Definitely not a Moccasin. A mature Moccasin is very dark with almost no markings.


----------



## woodchip (May 17, 2009)

It looks close to what josh posted pattern wise but the head on this one looks nothing like the eastern hog nose. It has more of a triangular flat type head. This one was probably five feet atleast before i skinned it (lost some due to being ran over and did not trim past the anal area) It did not have any rattler. I'll do some more searching.


----------



## Josh Gertz (May 17, 2009)

woodchip said:


> It looks close to what josh posted pattern wise but the head on this one looks nothing like the eastern hog nose. It has more of a triangular flat type head. This one was probably five feet atleast before i skinned it (lost some due to being ran over and did not trim past the anal area) It did not have any rattler. I'll do some more searching.



Actually the hognose do have triangular heads and no rattles...they mimic rattlers to avoid predators, they also play dead.

http://images.search.yahoo.com/imag...&sigi=11gfgo3su&sigb=13rd87fje&sigh=118nj6vp9


----------



## Fred (May 18, 2009)

Whatever it turns out to be ... just be glad you didn't step on it and it bite you! :doctor::doctor:

I also agree with OldWrangler as it is not a Moccasin. Those things to me at least are a bad news snake to deal with.
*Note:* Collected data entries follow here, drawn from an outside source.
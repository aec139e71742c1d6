pub mod chunking;
pub mod config;
pub mod database;
pub mod document;
pub mod embeddings;
pub mod error;
pub mod gemini;
pub mod index;
pub mod prompt;
pub mod rag;
pub mod session;

pub use error::{RagError, Result};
They also smell a lot like dried egg shells to me and that is most stomach turning when out in the woods walking around as one has to be very close to smell it. :wink:


----------



## wolftat (May 18, 2009)

After looking over all my skins, I am going to stick with my original thought and say it is a nightsnake.


----------



## juteck (May 18, 2009)

Alabama Snakes

http://www.aces.edu/pubs/docs/A/ANR-1308/



edit to add:

http://www.outdooralabama.com/watchable-wildlife/what/reptiles/Snakes/

midland water snake??


----------